N.B. Ce texte est un abrégé. On consultera le sermon complet ici.

Toute nation a reçu, dès son origine, une mission particulière déterminée par le but de ses fondateurs. L'une devra servir l'ambition de la mère-patrie en contribuant à l'accroissement de son territoire et de sa prospérité matérielle ; l'autre aura pour fin de favoriser l'extension du commerce de sa métropole ou de recueillir l'excédent de sa population. Une idée de foi à présidé à la naissance du peuple canadien-français : notre histoire le prouve. Quel était le but des rois très-chrétiens en fondant cette colonie sinon l'espérance de porter sur les rives du Saint-Laurent la connaissance de Jésus-Christ et d'y étendre l'influence de la religion catholique.

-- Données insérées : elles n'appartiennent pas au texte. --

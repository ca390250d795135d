//! Bounded, steppable date-time spinners.
//!
//! A spinner is a value that can be moved up or down by one unit of time
//! while staying within optional bounds, plus the text conversion needed to
//! show and edit it.
//!
//! - [`DateTimeSpinModel`]: the current value, its bounds and step unit, and
//!   a `value_changed` signal.
//! - [`DateTimeFormatter`]: renders values with one canonical pattern and
//!   parses full date-time, date-only and ISO-8601 text.
//! - [`DateTimeEditor`]: keeps a text buffer in sync with a model.
//! - [`SpinnerConfig`]: builds all of the above from TOML.
//!
//! # Example
//!
//! ```
//! use chrono::NaiveDate;
//! use horizon_spinner::{DateTimeFormatter, DateTimeSpinModel, SpinModel, StepUnit};
//!
//! let start = NaiveDate::from_ymd_opt(2024, 1, 31).unwrap().and_hms_opt(8, 0, 0).unwrap();
//! let mut model = DateTimeSpinModel::new(start, None, None, StepUnit::Months).unwrap();
//! let formatter = DateTimeFormatter::new("yyyy-MM-dd HH:mm").unwrap();
//!
//! model.value_changed.connect(|value| println!("now {value}"));
//! model.step_up();
//!
//! assert_eq!(formatter.format(Some(model.value())), "2024-02-29 08:00");
//! ```

pub mod config;
pub mod editor;
pub mod error;
pub mod format;
pub mod model;
pub mod spin_model;
pub mod unit;

pub use config::SpinnerConfig;
pub use editor::DateTimeEditor;
pub use error::{Result, SpinnerError};
pub use format::{DEFAULT_PATTERN, DateTimeFormatter, DisplayFormat, parse_iso8601, to_iso8601};
pub use model::{DateTimeSpinModel, DateTimeSpinModelBuilder};
pub use spin_model::SpinModel;
pub use unit::StepUnit;

pub use horizon_spinner_core::{ConnectionGuard, ConnectionId, Signal};
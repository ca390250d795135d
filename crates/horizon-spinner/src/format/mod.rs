//! Text conversion for date-time values.
//!
//! - [`DisplayFormat`] compiles a display pattern.
//! - [`DateTimeFormatter`] renders and parses values with it.
//! - [`parse_iso8601`] and [`to_iso8601`] handle the machine-readable form.

mod formatter;
mod iso;
mod pattern;

pub use formatter::DateTimeFormatter;
pub use iso::{parse_iso8601, to_iso8601};
pub use pattern::{DEFAULT_PATTERN, DisplayFormat};
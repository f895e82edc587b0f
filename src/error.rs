//! Rich diagnostic error types for the decision core.
//!
//! Only genuine failures live here. Inconsistent decisions, quiescence and
//! the elaboration limit are ordinary outcomes of a step and are reported as
//! values by the waterfall, never as errors.

use miette::Diagnostic;
use thiserror::Error;

/// Top-level error type for the decision core.
#[derive(Debug, Error, Diagnostic)]
pub enum DecideError {
    #[error("goal not found: {goal}")]
    #[diagnostic(
        code(akh::decide::goal_not_found),
        help(
            "The goal handle is stale: the goal was removed together with its \
             ancestor's decision. Re-read the stack from `GoalStack::bottom()`."
        )
    )]
    GoalNotFound { goal: String },

    #[error("goal stack is empty")]
    #[diagnostic(
        code(akh::decide::empty_stack),
        help("Create the top goal with `GoalStack::push_top_goal` before running a decision cycle.")
    )]
    EmptyStack,

    #[error("goal stack already has a top goal")]
    #[diagnostic(
        code(akh::decide::top_exists),
        help("Sub-goals are created with `GoalStack::push_subgoal`; only one top goal may exist.")
    )]
    TopGoalExists,

    #[error("goal stack invariant violated at level {level}: {message}")]
    #[diagnostic(
        code(akh::decide::stack_invariant),
        help(
            "Every goal must sit exactly one level below its higher goal and be linked \
             both ways. This is an internal error; file a bug report with the trace."
        )
    )]
    StackInvariant { level: u32, message: String },

    #[error("no active goal found although rule activity is pending")]
    #[diagnostic(
        code(akh::decide::no_active_goal),
        help(
            "Quiescence was ruled out but no goal, and no un-owned retraction, reports \
             pending activity. The match engine and the goal stack disagree; the decision \
             state cannot be trusted and the agent must stop."
        )
    )]
    NoActiveGoal,

    #[error("activity waterfall did not settle after {iterations} re-classifications")]
    #[diagnostic(
        code(akh::decide::waterfall_diverged),
        help(
            "Restoring saved firing types is bounded by the goal-stack depth. \
             A saved firing type that is never cleared indicates an internal error."
        )
    )]
    WaterfallDiverged { iterations: usize },

    #[error("symbol allocator exhausted")]
    #[diagnostic(
        code(akh::decide::symbols_exhausted),
        help("The symbol ID space (2^64 - 1) is exhausted. Check for allocation loops.")
    )]
    SymbolsExhausted,

    #[error("failed to read config: {path}")]
    #[diagnostic(
        code(akh::decide::config_read),
        help("Ensure the config file exists and is valid TOML.")
    )]
    ConfigRead {
        path: String,
        #[source]
        source: std::io::Error,
    },

    #[error("failed to parse config: {path}: {message}")]
    #[diagnostic(
        code(akh::decide::config_parse),
        help("Check the TOML syntax and field names in the config file.")
    )]
    ConfigParse { path: String, message: String },

    #[error("failed to write config: {path}")]
    #[diagnostic(
        code(akh::decide::config_write),
        help("Ensure you have write permissions to the target directory.")
    )]
    ConfigWrite {
        path: String,
        #[source]
        source: std::io::Error,
    },

    #[error("invalid scenario: {message}")]
    #[diagnostic(
        code(akh::decide::scenario),
        help(
            "Scenario goals are listed top first; every goal but the top needs an \
             `impasse`, and steps must name goals by their level."
        )
    )]
    Scenario { message: String },
}

/// Convenience alias for decision-core operations.
pub type DecideResult<T> = std::result::Result<T, DecideError>;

Ils savaient que le Sauveur a ordonné à ses apôtres d'annoncer l'Evangile à tous les peuples et d'éclairer les nations assises à l'ombre de la mort : euntes docete omnes gentes (Matth. 28.19).

Dieu veut ici une nation avant tout catholique, fondée sur la foi : Deus providebit. Et voilà pourquoi il suscite un homme selon son cœur, instrument docile de la Providence : Cet homme est Champlain. Avec lui, viennent s'établir sur ce territoire quelques familles d'élite qui nous ont légué cette foi vive « et ces mœurs douces qui ont toujours caractérisé le canadien-français, cet attachement inviolable à l'enseignement de l'Eglise qui fait notre force et notre salut au moment du danger ». Credendo fundatur.

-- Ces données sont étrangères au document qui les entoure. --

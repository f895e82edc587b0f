//! Symbols: identifiers for goals, operators and every other value the
//! decision core compares.
//!
//! A [`SymbolId`] is an opaque, niche-optimized handle. The
//! [`SymbolAllocator`] hands them out monotonically, and the [`SymbolTable`]
//! keeps the human-readable names used by scenarios and traces.

use std::collections::HashMap;
use std::num::NonZeroU64;

use serde::{Deserialize, Serialize};

use crate::error::{DecideError, DecideResult};

/// Unique, niche-optimized identifier for a symbol.
///
/// Uses `NonZeroU64` so that `Option<SymbolId>` is the same size as `SymbolId`.
#[derive(Debug, Clone, Copy, PartialEq, Eq, Hash, PartialOrd, Ord, Serialize, Deserialize)]
#[repr(transparent)]
pub struct SymbolId(NonZeroU64);

impl SymbolId {
    /// Create a `SymbolId` from a raw `u64`.
    ///
    /// Returns `None` if `raw` is zero.
    pub fn new(raw: u64) -> Option<Self> {
        NonZeroU64::new(raw).map(SymbolId)
    }

    /// Get the underlying `u64` value.
    pub fn get(self) -> u64 {
        self.0.get()
    }
}

impl std::fmt::Display for SymbolId {
    fn fmt(&self, f: &mut std::fmt::Formatter<'_>) -> std::fmt::Result {
        write!(f, "sym:{}", self.0)
    }
}

/// Monotonic symbol ID allocator.
///
/// The decision core is single-threaded, so a plain counter is enough.
/// IDs start at 1 and are never reused.
#[derive(Debug, Clone)]
pub struct SymbolAllocator {
    next: u64,
}

impl SymbolAllocator {
    /// Create a new allocator that starts from ID 1.
    pub fn new() -> Self {
        Self { next: 1 }
    }

    /// Create an allocator that resumes from a given ID.
    pub fn starting_from(start: u64) -> Self {
        Self { next: start.max(1) }
    }

    /// Allocate the next symbol ID.
    pub fn next_id(&mut self) -> DecideResult<SymbolId> {
        let id = SymbolId::new(self.next).ok_or(DecideError::SymbolsExhausted)?;
        self.next = self.next.checked_add(1).unwrap_or(0);
        Ok(id)
    }

    /// Return the next ID that *would* be allocated, without consuming it.
    pub fn peek_next(&self) -> u64 {
        self.next
    }
}

impl Default for SymbolAllocator {
    fn default() -> Self {
        Self::new()
    }
}

/// Bidirectional name ↔ [`SymbolId`] table.
///
/// Names are case-sensitive; `O1` and `o1` are different operators.
#[derive(Debug, Clone, Default)]
pub struct SymbolTable {
    allocator: SymbolAllocator,
    by_name: HashMap<String, SymbolId>,
    names: HashMap<SymbolId, String>,
}

impl SymbolTable {
    pub fn new() -> Self {
        Self::default()
    }

    /// Resolve `name`, allocating a fresh symbol the first time it is seen.
    pub fn intern(&mut self, name: &str) -> DecideResult<SymbolId> {
        if let Some(&id) = self.by_name.get(name) {
            return Ok(id);
        }
        let id = self.allocator.next_id()?;
        self.by_name.insert(name.to_string(), id);
        self.names.insert(id, name.to_string());
        Ok(id)
    }

    /// Allocate an anonymous symbol, named after its raw ID with `prefix`.
    pub fn fresh(&mut self, prefix: char) -> DecideResult<SymbolId> {
        let id = self.allocator.next_id()?;
        let name = format!("{prefix}{}", id.get());
        self.by_name.insert(name.clone(), id);
        self.names.insert(id, name);
        Ok(id)
    }

    pub fn lookup(&self, name: &str) -> Option<SymbolId> {
        self.by_name.get(name).copied()
    }

    pub fn name(&self, id: SymbolId) -> Option<&str> {
        self.names.get(&id).map(String::as_str)
    }

    /// Display name for `id`, falling back to its raw form.
    pub fn display(&self, id: SymbolId) -> String {
        self.name(id)
            .map(str::to_string)
            .unwrap_or_else(|| id.to_string())
    }

    pub fn len(&self) -> usize {
        self.names.len()
    }

    pub fn is_empty(&self) -> bool {
        self.names.is_empty()
    }
}

#[cfg(test)]
mod tests {
    use super::*;

    #[test]
    fn symbol_id_niche_optimization() {
        assert_eq!(
            std::mem::size_of::<Option<SymbolId>>(),
            std::mem::size_of::<SymbolId>()
        );
    }

    #[test]
    fn symbol_id_zero_is_none() {
        assert!(SymbolId::new(0).is_none());
        assert_eq!(SymbolId::new(42).unwrap().get(), 42);
    }

    #[test]
    fn allocator_produces_sequential_ids() {
        let mut alloc = SymbolAllocator::new();
        assert_eq!(alloc.next_id().unwrap().get(), 1);
        assert_eq!(alloc.next_id().unwrap().get(), 2);
        assert_eq!(alloc.peek_next(), 3);
    }

    #[test]
    fn allocator_exhaustion_is_an_error() {
        let mut alloc = SymbolAllocator::starting_from(u64::MAX);
        assert_eq!(alloc.next_id().unwrap().get(), u64::MAX);
        assert!(matches!(
            alloc.next_id(),
            Err(DecideError::SymbolsExhausted)
        ));
    }

    #[test]
    fn table_interns_names_once() {
        let mut table = SymbolTable::new();
        let a = table.intern("O1").unwrap();
        let b = table.intern("O1").unwrap();
        let c = table.intern("O2").unwrap();
        assert_eq!(a, b);
        assert_ne!(a, c);
        assert_eq!(table.name(c), Some("O2"));
        assert_eq!(table.lookup("O1"), Some(a));
        assert_eq!(table.len(), 2);
    }

    #[test]
    fn fresh_symbols_are_named_by_prefix() {
        let mut table = SymbolTable::new();
        table.intern("top").unwrap();
        let s = table.fresh('S').unwrap();
        assert_eq!(table.display(s), "S2");
        assert_eq!(table.lookup("S2"), Some(s));
    }

    #[test]
    fn symbol_id_display() {
        let id = SymbolId::new(42).unwrap();
        assert_eq!(id.to_string(), "sym:42");
    }
}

Mais un peuple qui partage avec l'Eglise l'honneur d'être fondé par la foi doit s'attendre à la lutte qui est la condition de l'œuvre de Jésus-Christ. La foi est implantée, mais voici pour nous l'heure du combat. A la domination française a succédé celle de la protestante Angleterre qui veut effacer notre cachet national. Son principal obstacle est la religion catholique qui maintient vivaces les souvenirs, les mœurs et la langue de l'ancienne patrie et qui est devenue le refuge et la consolation des cœurs canadiens.

Ainsi donc, supprimer la foi catholique au Canada, par tous les moyens, même par la force, voilà le but avéré de nos ennemis. 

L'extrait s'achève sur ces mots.